Chacun se souvient de cette expression, « la mère de toutes les batailles », employée par Saddam Hussein, en Janvier 1991, au début du premier conflit contre les Occidentaux, et répété en Avril 2003 quand commença la deuxième guerre du Golfe. Même si l’expression est contestée (elle ne serait que le résultat d’une erreur de traduction, depuis l’arabe, d’une métaphore qu’il aurait fallu traduire par « la bataille de toutes les batailles »), elle s’est installée dans l’esprit public.
Au moment où fait rage au meme endroit une nouvelle guerre d’une extrême violence, il serait peut-être temps de comprendre que c’est en fait sur la mer, et pour la mer, que tout se joue.
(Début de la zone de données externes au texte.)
//! Error types for the locator system.

use browser_adapter::SessionError;
use thiserror::Error;

/// Locator failures. An empty candidate list is not an error; only the
/// session boundary can fail a `locate` call.
#[derive(Debug, Error, Clone)]
pub enum LocatorError {
    /// Snapshot query failed at the session boundary.
    #[error("session failure during locate: {0}")]
    Session(#[from] SessionError),
}

impl LocatorError {
    /// Whether the owning worker must stop (browser process gone).
    pub fn is_crash(&self) -> bool {
        match self {
            LocatorError::Session(err) => err.is_crash(),
        }
    }
}
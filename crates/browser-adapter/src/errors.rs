//! Error types for the browser port boundary.

use thiserror::Error;

/// Failures surfaced by a [`crate::BrowserPort`] implementation.
#[derive(Debug, Error, Clone)]
pub enum PortError {
    /// Referenced node no longer exists (navigation, re-render, removal).
    #[error("node gone: {0}")]
    NodeGone(String),

    /// A bounded wait elapsed before the browser settled.
    #[error("port timeout: {0}")]
    Timeout(String),

    /// The dispatched operation was refused by the page (intercepted click,
    /// read-only field, covered element).
    #[error("dispatch refused: {0}")]
    DispatchRefused(String),

    /// Transport-level failure talking to the browser.
    #[error("port I/O error: {0}")]
    Io(String),

    /// The browser process terminated; the owning session is dead.
    #[error("browser process gone: {0}")]
    BrowserGone(String),
}

impl PortError {
    /// Whether the owning session must be considered crashed.
    pub fn is_fatal(&self) -> bool {
        matches!(self, PortError::BrowserGone(_))
    }
}

/// Session-level failures.
#[derive(Debug, Error, Clone)]
pub enum SessionError {
    /// Underlying browser process died. Fatal to the owning worker.
    #[error("session crashed: {0}")]
    Crashed(String),

    #[error("port failure: {0}")]
    Port(PortError),
}

impl From<PortError> for SessionError {
    fn from(err: PortError) -> Self {
        if err.is_fatal() {
            SessionError::Crashed(err.to_string())
        } else {
            SessionError::Port(err)
        }
    }
}

impl SessionError {
    pub fn is_crash(&self) -> bool {
        matches!(self, SessionError::Crashed(_))
    }
}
Et en particulier la Méditerranée.
Ainsi nommée par les Romains, elle est, depuis au moins trois mille ans, la mer de toutes les batailles, le lieu d’innombrables conflits ; car son contrôle est la clé de l’approvisionnement des pays riverains. Les Egyptiens, les Perses, les Grecs, les Phéniciens, les Carthaginois, les Romains, les Vénitiens, les Croisés, les Ottomans, les Génois, et tant d’autres, se sont disputés son contrôle. Puis, elle a disparu des livres d’Histoire, quand le centre du pouvoir mondial a basculé vers la Mer du Nord, puis l’Atlantique, le Pacifique et maintenant la Mer de Chine.
Pour autant, la Méditerranée n’a pas cessé de jouer un rôle géopolitique majeur. Elle est même au cœur des enjeux du jour.
Ainsi, par exemple, ce qui se joue actuellement en Syrie et en Irak s’explique très largement par les enjeux méditerranéens.
En particulier pour les Russes : l’obsession du président Poutine a toujours été de garantir à son pays l’accès à toutes les mers. D’où le renforcement des infrastructures militaires de Vladivostok et des ports de la mer Baltique. D’où aussi la reconquête de la Crimée, qui garantit l’accès russe à la Mer noire et à la Méditerranée, en traversant le détroit de Bosphore. Mais en fait, le vrai accès de la flotte russe à la Méditerranée est assuré, depuis l’ère soviétique, par l’installation d’une base navale en Syrie, Tartous, à 30 km de la frontière libanaise. Presque abandonnée au moment de l’effondrement de l’URSS, (comme le furent les bases en Egypte et en Ethiopie), elle est redevenue absolument stratégique depuis dix ans. Et les Russes semblent l’avoir beaucoup renforcée, jusqu’à en faire une base d’accueil de sous-marins nucléaires lanceurs d’engins. Comme ils ont renforcé leur base aérienne voisine de Hmeimim.
Pour ces deux bases, les Russes semblent avoir obtenu du régime syrien une garantie d’inexpugnabilité, d’où leur soutien à la dynastie Assad.
Alors, si les Occidentaux leur confirmaient leur propriété sur cette enclave, les Russes auraient beaucoup moins de raisons de soutenir le régime alaouite, et d’entretenir ainsi un conflit terrifiant.
Mais voudra-t-on, à Washington et à Paris, redonner à la Russie sa pleine place dans le concert des nations méditerranéenne ? Voudra-t-on lui reconnaitre ainsi sa pleine place en Europe ? Tel est un des enjeux réels de ces massacres.
Le rôle stratégique de la Méditerranée ne s’arrête pas là. Et même si le réchauffement climatique va bientôt faire transiter par les pôles de très nombreux bateaux venant aujourd’hui d’Asie par le canal de Suez, et donc par la Méditerranée, la formidable croissance économique et démographique de l’Afrique va redonner vie à cette mer trop oubliée. La construction de nouveaux ports au Maroc et en Tunisie en constitue la première manifestation.
Sans doute faudra-t-il alors se rappeler alors la phrase si énigmatique du fondateur de Singapour, le visionnaire Lee Kwan Yew, quand il disait, il y a longtemps, à un ami : « Votre problème, à vous Européens, c’est que la Méditerranée est beaucoup trop petite » …
Il serait en effet temps d’y penser.